TASK TO CARRY OUT:
Search term "push": copy each line of the records that contains it.
BEGIN RECORDED INFORMATION
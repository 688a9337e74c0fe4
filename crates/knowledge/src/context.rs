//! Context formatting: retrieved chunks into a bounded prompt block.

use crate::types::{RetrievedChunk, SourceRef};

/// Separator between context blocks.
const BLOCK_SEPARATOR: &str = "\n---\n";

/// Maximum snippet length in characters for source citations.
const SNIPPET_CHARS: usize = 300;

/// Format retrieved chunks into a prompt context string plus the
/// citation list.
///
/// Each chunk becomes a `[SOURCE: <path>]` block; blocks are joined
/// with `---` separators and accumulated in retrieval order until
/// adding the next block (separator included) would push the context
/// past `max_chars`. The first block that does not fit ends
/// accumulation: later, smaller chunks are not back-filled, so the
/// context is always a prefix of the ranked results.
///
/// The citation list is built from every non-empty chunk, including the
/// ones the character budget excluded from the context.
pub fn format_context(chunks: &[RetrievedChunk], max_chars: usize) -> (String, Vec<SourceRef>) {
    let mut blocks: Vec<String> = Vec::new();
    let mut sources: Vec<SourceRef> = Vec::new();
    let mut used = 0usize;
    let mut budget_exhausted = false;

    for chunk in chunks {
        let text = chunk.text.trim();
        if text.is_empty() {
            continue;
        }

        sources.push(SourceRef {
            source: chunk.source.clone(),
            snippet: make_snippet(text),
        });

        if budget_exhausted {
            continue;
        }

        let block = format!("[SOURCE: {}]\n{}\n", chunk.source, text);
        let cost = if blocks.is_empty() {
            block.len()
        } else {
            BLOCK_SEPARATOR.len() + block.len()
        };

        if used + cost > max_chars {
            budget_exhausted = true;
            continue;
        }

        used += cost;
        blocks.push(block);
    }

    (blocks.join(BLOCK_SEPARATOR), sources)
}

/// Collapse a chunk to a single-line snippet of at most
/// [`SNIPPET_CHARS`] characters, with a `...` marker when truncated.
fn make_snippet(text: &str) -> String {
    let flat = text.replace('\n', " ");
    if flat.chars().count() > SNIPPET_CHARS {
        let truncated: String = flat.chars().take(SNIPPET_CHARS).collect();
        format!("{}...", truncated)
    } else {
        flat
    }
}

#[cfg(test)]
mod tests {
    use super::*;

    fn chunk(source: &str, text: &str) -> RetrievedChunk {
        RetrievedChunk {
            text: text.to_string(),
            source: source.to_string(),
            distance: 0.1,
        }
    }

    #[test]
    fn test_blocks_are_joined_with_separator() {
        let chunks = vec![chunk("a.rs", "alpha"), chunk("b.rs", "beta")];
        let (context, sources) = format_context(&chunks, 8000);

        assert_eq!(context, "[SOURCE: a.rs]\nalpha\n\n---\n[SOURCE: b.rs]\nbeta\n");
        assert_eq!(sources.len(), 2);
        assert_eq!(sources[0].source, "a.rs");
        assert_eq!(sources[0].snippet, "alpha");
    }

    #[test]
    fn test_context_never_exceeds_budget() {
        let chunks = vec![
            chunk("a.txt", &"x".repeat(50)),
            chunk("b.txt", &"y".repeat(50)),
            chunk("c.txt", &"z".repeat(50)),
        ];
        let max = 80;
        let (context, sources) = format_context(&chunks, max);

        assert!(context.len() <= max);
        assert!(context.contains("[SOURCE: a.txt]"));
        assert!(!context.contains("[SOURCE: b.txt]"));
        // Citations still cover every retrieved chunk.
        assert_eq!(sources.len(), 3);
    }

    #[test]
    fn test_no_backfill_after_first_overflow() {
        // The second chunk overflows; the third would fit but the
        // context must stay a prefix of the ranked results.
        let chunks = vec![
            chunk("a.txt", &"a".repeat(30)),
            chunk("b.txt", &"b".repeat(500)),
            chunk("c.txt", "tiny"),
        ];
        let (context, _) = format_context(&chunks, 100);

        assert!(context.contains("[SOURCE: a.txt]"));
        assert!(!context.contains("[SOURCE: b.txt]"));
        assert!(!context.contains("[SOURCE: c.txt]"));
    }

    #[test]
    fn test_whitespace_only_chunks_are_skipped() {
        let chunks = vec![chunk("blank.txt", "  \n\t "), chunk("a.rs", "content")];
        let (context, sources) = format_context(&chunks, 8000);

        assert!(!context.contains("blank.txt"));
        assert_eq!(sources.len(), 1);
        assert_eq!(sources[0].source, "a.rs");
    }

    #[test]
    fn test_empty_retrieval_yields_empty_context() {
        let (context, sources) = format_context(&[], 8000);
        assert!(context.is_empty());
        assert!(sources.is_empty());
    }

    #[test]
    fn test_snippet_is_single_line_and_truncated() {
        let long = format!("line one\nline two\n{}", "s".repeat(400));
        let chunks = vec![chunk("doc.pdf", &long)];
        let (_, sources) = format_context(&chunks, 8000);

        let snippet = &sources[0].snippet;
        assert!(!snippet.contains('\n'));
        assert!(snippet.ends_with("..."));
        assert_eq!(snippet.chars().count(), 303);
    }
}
END RECORDED INFORMATION
ANSWER BELOW:
/// adding the next block (separator included) would push the context
        sources.push(SourceRef {
        blocks.push(block);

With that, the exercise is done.